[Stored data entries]
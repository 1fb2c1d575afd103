//! Byte-budgeted chunk cache.

use std::collections::BTreeMap;
use std::sync::Arc;

use parking_lot::Mutex;
use rustc_hash::FxHashMap;

use crate::world::{ChunkEntry, ChunkPos};

/// Cache interface the prefetch engine works against. Entries are shared
/// `Arc`s, so evicting one never invalidates a reader already holding it.
pub trait ChunkCache: Send + Sync {
    fn get(&self, pos: &ChunkPos) -> Option<Arc<ChunkEntry>>;
    fn put(&self, entry: Arc<ChunkEntry>);
    fn remove(&self, pos: &ChunkPos);
    fn contains(&self, pos: &ChunkPos) -> bool;
    /// Cached chunk count.
    fn len(&self) -> usize;
    fn is_empty(&self) -> bool {
        self.len() == 0
    }
    /// Payload bytes currently held.
    fn bytes(&self) -> usize;
    fn clear(&self);
}

struct CacheSlot {
    entry: Arc<ChunkEntry>,
    stamp: u64,
}

struct CacheInner {
    map: FxHashMap<ChunkPos, CacheSlot>,
    /// Access order, oldest stamp first. Stamps are unique, so this doubles
    /// as the eviction queue.
    by_stamp: BTreeMap<u64, ChunkPos>,
    bytes: usize,
    next_stamp: u64,
}

impl CacheInner {
    fn touch(&mut self, pos: ChunkPos) {
        let stamp = self.next_stamp;
        self.next_stamp += 1;
        if let Some(slot) = self.map.get_mut(&pos) {
            self.by_stamp.remove(&slot.stamp);
            slot.stamp = stamp;
            self.by_stamp.insert(stamp, pos);
        }
    }

    fn drop_slot(&mut self, pos: &ChunkPos) {
        if let Some(slot) = self.map.remove(pos) {
            self.by_stamp.remove(&slot.stamp);
            self.bytes -= slot.entry.byte_len();
        }
    }
}

/// Least-recently-used cache bounded by payload bytes rather than entry
/// count, since chunk sizes vary by orders of magnitude.
pub struct ByteBoundedCache {
    budget: usize,
    inner: Mutex<CacheInner>,
}

impl ByteBoundedCache {
    pub fn new(budget: usize) -> Self {
        Self {
            budget,
            inner: Mutex::new(CacheInner {
                map: FxHashMap::default(),
                by_stamp: BTreeMap::new(),
                bytes: 0,
                next_stamp: 0,
            }),
        }
    }

    pub fn budget(&self) -> usize {
        self.budget
    }
}

impl ChunkCache for ByteBoundedCache {
    fn get(&self, pos: &ChunkPos) -> Option<Arc<ChunkEntry>> {
        let mut inner = self.inner.lock();
        let entry = inner.map.get(pos).map(|slot| slot.entry.clone())?;
        inner.touch(*pos);
        Some(entry)
    }

    fn put(&self, entry: Arc<ChunkEntry>) {
        let size = entry.byte_len();
        if size > self.budget {
            // Caching it would evict everything else for one entry.
            log::debug!(
                "chunk {} ({size} bytes) exceeds the cache budget, not caching",
                entry.pos
            );
            return;
        }
        let mut inner = self.inner.lock();
        let pos = entry.pos;
        inner.drop_slot(&pos);
        let stamp = inner.next_stamp;
        inner.next_stamp += 1;
        inner.map.insert(pos, CacheSlot { entry, stamp });
        inner.by_stamp.insert(stamp, pos);
        inner.bytes += size;

        while inner.bytes > self.budget {
            let Some((_, victim)) = inner.by_stamp.pop_first() else {
                break;
            };
            if let Some(slot) = inner.map.remove(&victim) {
                inner.bytes -= slot.entry.byte_len();
            }
        }
    }

    fn remove(&self, pos: &ChunkPos) {
        self.inner.lock().drop_slot(pos);
    }

    fn contains(&self, pos: &ChunkPos) -> bool {
        self.inner.lock().map.contains_key(pos)
    }

    fn len(&self) -> usize {
        self.inner.lock().map.len()
    }

    fn bytes(&self) -> usize {
        self.inner.lock().bytes
    }

    fn clear(&self) {
        let mut inner = self.inner.lock();
        inner.map.clear();
        inner.by_stamp.clear();
        inner.bytes = 0;
    }
}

- WHAT THE EXERCISE ASKS
Restate the full data above, keeping each word intact.

- THE ANSWER
repository 1fb2c1d575afd103
//! Byte-budgeted chunk cache.

use std::collections::BTreeMap;
use std::sync::Arc;

use parking_lot::Mutex;
use rustc_hash::FxHashMap;

use crate::world::{ChunkEntry, ChunkPos};

/// Cache interface the prefetch engine works against. Entries are shared
/// `Arc`s, so evicting one never invalidates a reader already holding it.
pub trait ChunkCache: Send + Sync {
    fn get(&self, pos: &ChunkPos) -> Option<Arc<ChunkEntry>>;
    fn put(&self, entry: Arc<ChunkEntry>);
    fn remove(&self, pos: &ChunkPos);
    fn contains(&self, pos: &ChunkPos) -> bool;
    /// Cached chunk count.
    fn len(&self) -> usize;
    fn is_empty(&self) -> bool {
        self.len() == 0
    }
    /// Payload bytes currently held.
    fn bytes(&self) -> usize;
    fn clear(&self);
}

struct CacheSlot {
    entry: Arc<ChunkEntry>,
    stamp: u64,
}

struct CacheInner {
    map: FxHashMap<ChunkPos, CacheSlot>,
    /// Access order, oldest stamp first. Stamps are unique, so this doubles
    /// as the eviction queue.
    by_stamp: BTreeMap<u64, ChunkPos>,
    bytes: usize,
    next_stamp: u64,
}

impl CacheInner {
    fn touch(&mut self, pos: ChunkPos) {
        let stamp = self.next_stamp;
        self.next_stamp += 1;
        if let Some(slot) = self.map.get_mut(&pos) {
            self.by_stamp.remove(&slot.stamp);
            slot.stamp = stamp;
            self.by_stamp.insert(stamp, pos);
        }
    }

    fn drop_slot(&mut self, pos: &ChunkPos) {
        if let Some(slot) = self.map.remove(pos) {
            self.by_stamp.remove(&slot.stamp);
            self.bytes -= slot.entry.byte_len();
        }
    }
}

/// Least-recently-used cache bounded by payload bytes rather than entry
/// count, since chunk sizes vary by orders of magnitude.
pub struct ByteBoundedCache {
    budget: usize,
    inner: Mutex<CacheInner>,
}

impl ByteBoundedCache {
    pub fn new(budget: usize) -> Self {
        Self {
            budget,
            inner: Mutex::new(CacheInner {
                map: FxHashMap::default(),
                by_stamp: BTreeMap::new(),
                bytes: 0,
                next_stamp: 0,
            }),
        }
    }

    pub fn budget(&self) -> usize {
        self.budget
    }
}

impl ChunkCache for ByteBoundedCache {
    fn get(&self, pos: &ChunkPos) -> Option<Arc<ChunkEntry>> {
        let mut inner = self.inner.lock();
        let entry = inner.map.get(pos).map(|slot| slot.entry.clone())?;
        inner.touch(*pos);
        Some(entry)
    }

    fn put(&self, entry: Arc<ChunkEntry>) {
        let size = entry.byte_len();
        if size > self.budget {
            // Caching it would evict everything else for one entry.
            log::debug!(
                "chunk {} ({size} bytes) exceeds the cache budget, not caching",
                entry.pos
            );
            return;
        }
        let mut inner = self.inner.lock();
        let pos = entry.pos;
        inner.drop_slot(&pos);
        let stamp = inner.next_stamp;
        inner.next_stamp += 1;
        inner.map.insert(pos, CacheSlot { entry, stamp });
        inner.by_stamp.insert(stamp, pos);
        inner.bytes += size;

        while inner.bytes > self.budget {
            let Some((_, victim)) = inner.by_stamp.pop_first() else {
                break;
            };
            if let Some(slot) = inner.map.remove(&victim) {
                inner.bytes -= slot.entry.byte_len();
            }
        }
    }

    fn remove(&self, pos: &ChunkPos) {
        self.inner.lock().drop_slot(pos);
    }

    fn contains(&self, pos: &ChunkPos) -> bool {
        self.inner.lock().map.contains_key(pos)
    }

    fn len(&self) -> usize {
        self.inner.lock().map.len()
    }

    fn bytes(&self) -> usize {
        self.inner.lock().bytes
    }

    fn clear(&self) {
        let mut inner = self.inner.lock();
        inner.map.clear();
        inner.by_stamp.clear();
        inner.bytes = 0;
    }
}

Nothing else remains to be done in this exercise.